Under UK data protection law, you have a number of rights in relation to your personal data. Subject to certain conditions and exemptions, these may include the right to:

• request access to the personal data we hold about you;
• request correction of inaccurate or incomplete data;
• request erasure of your data in certain circumstances (“right to be forgotten”);
• request restriction of processing in certain circumstances;
• object to processing that is based on our legitimate interests;
• object to direct marketing at any time;
• request the transfer of your data to another organisation where technically feasible;
• withdraw consent where we rely on consent as the lawful basis.

To exercise any of these rights, please contact us using the details provided on our Contact page. We may need to verify your identity before responding to your request.

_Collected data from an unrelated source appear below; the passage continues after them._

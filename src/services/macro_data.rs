//! Macro indicator provider interface.

use crate::metrics::Metrics;
use crate::models::instrument::MacroSeries;
use crate::models::series::PriceSeries;
use crate::services::ProviderError;
use async_trait::async_trait;
use chrono::NaiveDate;
use futures_util::future::join_all;
use std::collections::BTreeMap;
use tracing::{debug, warn};

#[async_trait]
pub trait MacroDataProvider: Send + Sync {
    async fn fetch_series(
        &self,
        code: &str,
        start: NaiveDate,
        end: NaiveDate,
    ) -> Result<PriceSeries, ProviderError>;
}

/// Load every configured macro series.
///
/// Without a provider (no credential configured) the result is empty and the
/// macro panel is disabled. Individual failures yield empty series.
pub async fn load_macro(
    provider: Option<&dyn MacroDataProvider>,
    series: &[MacroSeries],
    start: NaiveDate,
    end: NaiveDate,
    metrics: Option<&Metrics>,
) -> BTreeMap<String, PriceSeries> {
    let Some(provider) = provider else {
        debug!("Macro provider not configured, skipping macro series");
        return BTreeMap::new();
    };

    let fetches = series.iter().map(|macro_series| async move {
        let data = match provider.fetch_series(&macro_series.code, start, end).await {
            Ok(data) => data,
            Err(e) => {
                warn!(
                    series = %macro_series.label,
                    code = %macro_series.code,
                    error = %e,
                    "Macro fetch failed, using empty series"
                );
                if let Some(metrics) = metrics {
                    metrics.provider_failures_total.with_label_values(&["macro"]).inc();
                }
                PriceSeries::empty()
            }
        };
        (macro_series.label.clone(), data)
    });

    join_all(fetches).await.into_iter().collect()
}
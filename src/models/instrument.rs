//! Instrument basket and macro series definitions

use serde::{Deserialize, Serialize};

/// A tradable instrument in the DCA basket.
#[derive(Debug, Clone, PartialEq, Eq, Hash, Serialize, Deserialize)]
pub struct Instrument {
    /// Display name, also used as the key across scores and weights
    pub name: String,
    /// Market data ticker
    pub ticker: String,
}

impl Instrument {
    pub fn new(name: impl Into<String>, ticker: impl Into<String>) -> Self {
        Self {
            name: name.into(),
            ticker: ticker.into(),
        }
    }

    pub fn default_basket() -> Vec<Instrument> {
        vec![
            Instrument::new("S&P500", "SPY"),
            Instrument::new("NASDAQ100", "QQQ"),
            Instrument::new("CAC40", "^FCHI"),
            Instrument::new("EURO STOXX50", "FEZ"),
            Instrument::new("EURO STOXX600 TECH", "EXV3.DE"),
            Instrument::new("NIKKEI 225", "^N225"),
            Instrument::new("WORLD", "VT"),
            Instrument::new("EMERGING", "EEM"),
        ]
    }
}

/// Macro indicator shown alongside every instrument card.
#[derive(Debug, Clone, PartialEq, Eq, Serialize, Deserialize)]
pub struct MacroSeries {
    pub label: String,
    pub code: String,
}

impl MacroSeries {
    pub fn new(label: impl Into<String>, code: impl Into<String>) -> Self {
        Self {
            label: label.into(),
            code: code.into(),
        }
    }

    pub fn defaults() -> Vec<MacroSeries> {
        vec![
            MacroSeries::new("CAPE10", "CAPE"),
            MacroSeries::new("Fed Funds Rate", "FEDFUNDS"),
            MacroSeries::new("CPI YoY", "CPIAUCSL"),
            MacroSeries::new("ECY", "DGS10"),
        ]
    }
}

Children and vulnerable individuals

Our Website is primarily aimed at adults and organisational stakeholders. Where we work directly with children, young people or vulnerable individuals through specific projects, additional safeguards, notices and consent processes may apply. We do not knowingly collect personal data from children via the Website without appropriate consent and supervision.

Links to other websites

The Website may contain links to third-party websites. This Privacy Policy applies only to this Website and to our own processing of personal data. We are not responsible for the privacy practices or content of other sites. We recommend that you read the privacy notices of any external websites you visit.

Changes to this Privacy Policy

We may update this Privacy Policy from time to time to reflect changes in law, guidance, best practice or our operations. The “Updated” date at the top of this page shows when it was last revised. We encourage you to review this page periodically to stay informed about how we handle personal data.

Concerns and complaints

If you have any questions or concerns about how we use personal data, or if you wish to raise a complaint, please contact us via our Contact page and we will do our best to resolve the issue.

You also have the right to lodge a complaint with the UK Information Commissioner’s Office (ICO), which is the supervisory authority for data protection in the UK. Further information about your rights and how to contact the ICO is available on its official website.